Contributed by Will Kaplan / Curatorial collective Immaterial Projects calls its group show at The Active Space in Bushwick “The Beginning of the End.” It might seem a bit late for the beginning. We can trace the sense of perpetual crisis as far back as we like: Trump’s first term, Citizens United, the Reagan years, and farther still. But by keeping the show’s formal scope to semi-traditional paintings, Immaterial Projects captures elements of past and present alike that still smack us in the face. The show’s colors span cement and sepia, hanging along the gallery’s opposing corners to illustrate decay in both urban and natural landscapes.
Take the irregular canvases of Greg Dzurita, two of which flank the gallery entrance. Their precise curvatures and industrial palette – like rust or concrete – evoke all the promise and austerity of Modernism. They are both soft and severe. The black circles appearing in But No One Left and In Oscillation read as either ominous voids or, to me, surveying lenses. With its seductive tilt towards order, does this ambient architecture constrict our natural impulses, our inherent freedoms?

In two neighboring paintings, Wendi Men leavens Dzurita’s rigidity with fierce gestures in acrylic and oil paint. Tensions vibrate between dark swaths and neon smears. Graffiti-like marks lash out at drab backgrounds. These works establish a dialogue with Bushwick itself, where tags and fill-ins either brighten or blight the neighborhood.
On the opposite wall, an orange haze pervades several canvases, immediately suggesting the new norm of forest fires and their long-range pollutants. This wall begins with a before-and-after diptych from Tracie Lee. On the left is Many Paths, a lush, bioluminescent forest and a moment of beauty. It sets the stage for its sobering counterpart to the right, Respiration and Collapse, which depicts a blazing landscape.

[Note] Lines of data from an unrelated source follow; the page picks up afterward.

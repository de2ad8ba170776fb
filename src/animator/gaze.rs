use glam::Vec3;
use rand::Rng;

use crate::{
    rig::{BoneSlot, Bones},
    scene::{NodeId, Scene},
};

use super::damp;

/// Yaw and pitch limit for the eyes in radians.
const MAX_ANGLE: f32 = 0.25;
const MIN_SACCADE: f32 = 0.18;
const MAX_SACCADE: f32 = 0.6;

/// Eye saccades toward a point in front of the face.
///
/// The look target is expressed relative to the model root, so it follows the
/// model when it is moved or scaled.
#[derive(Debug, Clone, PartialEq)]
pub struct Gaze {
    target: Vec3,
    /// Seconds until the next saccade.
    next_saccade_in: f32,
}

impl Default for Gaze {
    fn default() -> Self {
        Self::new()
    }
}

impl Gaze {
    /// The first saccade happens on the first update.
    pub fn new() -> Self {
        Self {
            target: Vec3::new(0.0, 1.6, 2.5),
            next_saccade_in: 0.0,
        }
    }

    pub fn target(&self) -> Vec3 {
        self.target
    }

    pub fn update(
        &mut self,
        rng: &mut impl Rng,
        scene: &mut Scene,
        bones: &Bones,
        rate: f32,
        dt: f32,
    ) {
        self.next_saccade_in -= dt;
        if self.next_saccade_in <= 0.0 {
            let x = rng.random_range(-0.1..0.1);
            let y = rng.random_range(-0.075..0.075);
            self.target = Vec3::new(x, 1.5 + y, 2.0);
            self.next_saccade_in = rng.random_range(MIN_SACCADE..MAX_SACCADE);
        }

        for slot in [BoneSlot::LeftEye, BoneSlot::RightEye] {
            if let Some(eye) = bones.get(slot) {
                look_at(scene, eye, self.target, rate, dt);
            }
        }
    }
}

/// Yaw and pitch that point local +Z from `from` toward `to`, both in the same
/// space and clamped to [MAX_ANGLE].
pub fn angles(from: Vec3, to: Vec3) -> (f32, f32) {
    let dir = (to - from).normalize_or_zero();
    let yaw = dir.x.atan2(dir.z);
    let pitch = (-dir.y).atan2(dir.x.hypot(dir.z));

    (
        yaw.clamp(-MAX_ANGLE, MAX_ANGLE),
        pitch.clamp(-MAX_ANGLE, MAX_ANGLE),
    )
}

fn look_at(scene: &mut Scene, eye: NodeId, target: Vec3, rate: f32, dt: f32) {
    let Some(node) = scene.node(eye) else {
        return;
    };

    let parent = node
        .parent
        .map(|p| scene.model_matrix(p))
        .unwrap_or_default();
    let local = parent.inverse().transform_point3(target);
    if !local.is_finite() {
        return;
    }

    let (yaw, pitch) = angles(node.transform.translation, local);
    let Some(transform) = scene.transform_mut(eye) else {
        return;
    };

    transform.rotation.y = damp(transform.rotation.y, yaw, rate, dt);
    transform.rotation.x = damp(transform.rotation.x, pitch, rate, dt);
}

#[cfg(test)]
mod tests {
    use glam::Quat;
    use rand::SeedableRng;
    use rand_chacha::ChaCha8Rng;

    use super::*;
    use crate::{rig::RigControlMap, scene::NodeKind};

    #[test]
    fn angles_are_clamped() {
        let (yaw, pitch) = angles(Vec3::ZERO, Vec3::new(0.0, 0.0, 1.0));
        assert_eq!((yaw, pitch), (0.0, 0.0));

        let (yaw, pitch) = angles(Vec3::ZERO, Vec3::new(10.0, -10.0, 1.0));
        assert_eq!((yaw, pitch), (MAX_ANGLE, MAX_ANGLE));

        let (yaw, _) = angles(Vec3::ZERO, Vec3::new(0.1, 0.0, 1.0));
        assert!((yaw - 0.1f32.atan2(1.0)).abs() < 1e-6);

        // Degenerate direction
        assert_eq!(angles(Vec3::ONE, Vec3::ONE), (0.0, 0.0));
    }

    #[test]
    fn saccades_stay_in_front_and_in_range() {
        let mut scene = Scene::new("root");
        let head = scene.add_child_at(
            scene.root(),
            "Head",
            NodeKind::Bone,
            Vec3::new(0.0, 1.5, 0.0),
            Quat::IDENTITY,
        );
        let eye = scene.add_child_at(
            head,
            "LeftEye",
            NodeKind::Bone,
            Vec3::new(0.03, 0.05, 0.1),
            Quat::IDENTITY,
        );
        // The model is placed below the origin, gaze follows it
        scene.node_mut(scene.root()).unwrap().transform.translation = Vec3::new(0.0, -1.5, 0.0);
        let rig = RigControlMap::discover(&scene);

        let mut rng = ChaCha8Rng::seed_from_u64(5);
        let mut gaze = Gaze::new();
        let mut last = gaze.target();
        let mut saccades = 0;
        for _ in 0..600 {
            gaze.update(&mut rng, &mut scene, &rig.bones, 30.0, 1.0 / 60.0);

            let target = gaze.target();
            if target != last {
                saccades += 1;
                last = target;
            }
            assert!(target.x.abs() <= 0.1);
            assert!((target.y - 1.5).abs() <= 0.075);
            assert_eq!(target.z, 2.0);

            let r = scene.node(eye).unwrap().transform.rotation;
            assert!(r.x.abs() <= MAX_ANGLE && r.y.abs() <= MAX_ANGLE, "{r}");
            // Target is roughly level with the eye, so the clamp is never hit
            assert!(r.x.abs() < MAX_ANGLE - 0.05, "{r}");
        }

        // Ten seconds with intervals between 0.18 and 0.6
        assert!((16..=56).contains(&saccades), "{saccades}");
    }

    #[test]
    fn missing_eyes_still_resample() {
        let mut scene = Scene::new("root");
        let bones = Bones::default();
        let mut rng = ChaCha8Rng::seed_from_u64(9);

        let mut gaze = Gaze::new();
        gaze.update(&mut rng, &mut scene, &bones, 30.0, 0.016);

        assert_eq!(gaze.target().z, 2.0);
    }
}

In Fronds I, which embodies a similar interplay of time and color, Natalie Ortiz lays just a few strokes of green over the burnt sienna underpainting of a palm tree. The preparatory image – painted in thin, dripping washes – appears like a frond bleeding under an ashen sun. Left raw, the work trembles with potential energy: the ghost of the vibrant arbor this palm could have become. It’s as if its painter had to flee the easel, lest the flames get her too.
Using that same orange, Jebediah Long’s zany paintings inject some gallows humor. In eye-popping explosions of paint such as Bang of Ordinary Size and The Powers That Be, Long depicts cinematic events of destruction. But he does so cartoonishly, maintaining a Vonnegut-esque sigh at the childish denialism that leads to ruin and the idiocy of merely waiting for mass-casualty panic.


John Fleming’s superb painting – tellingly titled Beetle With The Posture of a Conqueror – provides grounding and identification. In his abstracted view of a quadruped seen from above, a light gray-blue twists over black masses and glistening crimson to render something like the insect’s abdomen. This critter is the show’s strongest figure, its clearest protagonist – perfectly attuned to the end-times theme – and our grim stand-in. From an eerie remove, we see an animal of unnatural coloring distorted, dismembered, and dissolving into its surroundings.
“The Beginning of the End,” Immaterial Projects, The Active Space, 566 Johnson Avenue, Brooklyn, NY. Through May 31, 2025.
About the author: Will Kaplan is a Queens-based artist and writer. His work has been shown at the Spring/Break Art Fair and Pete’s Candy Store, and on Governors Island. He has written for many publications including Artspiel, Copy, and Passing Notes.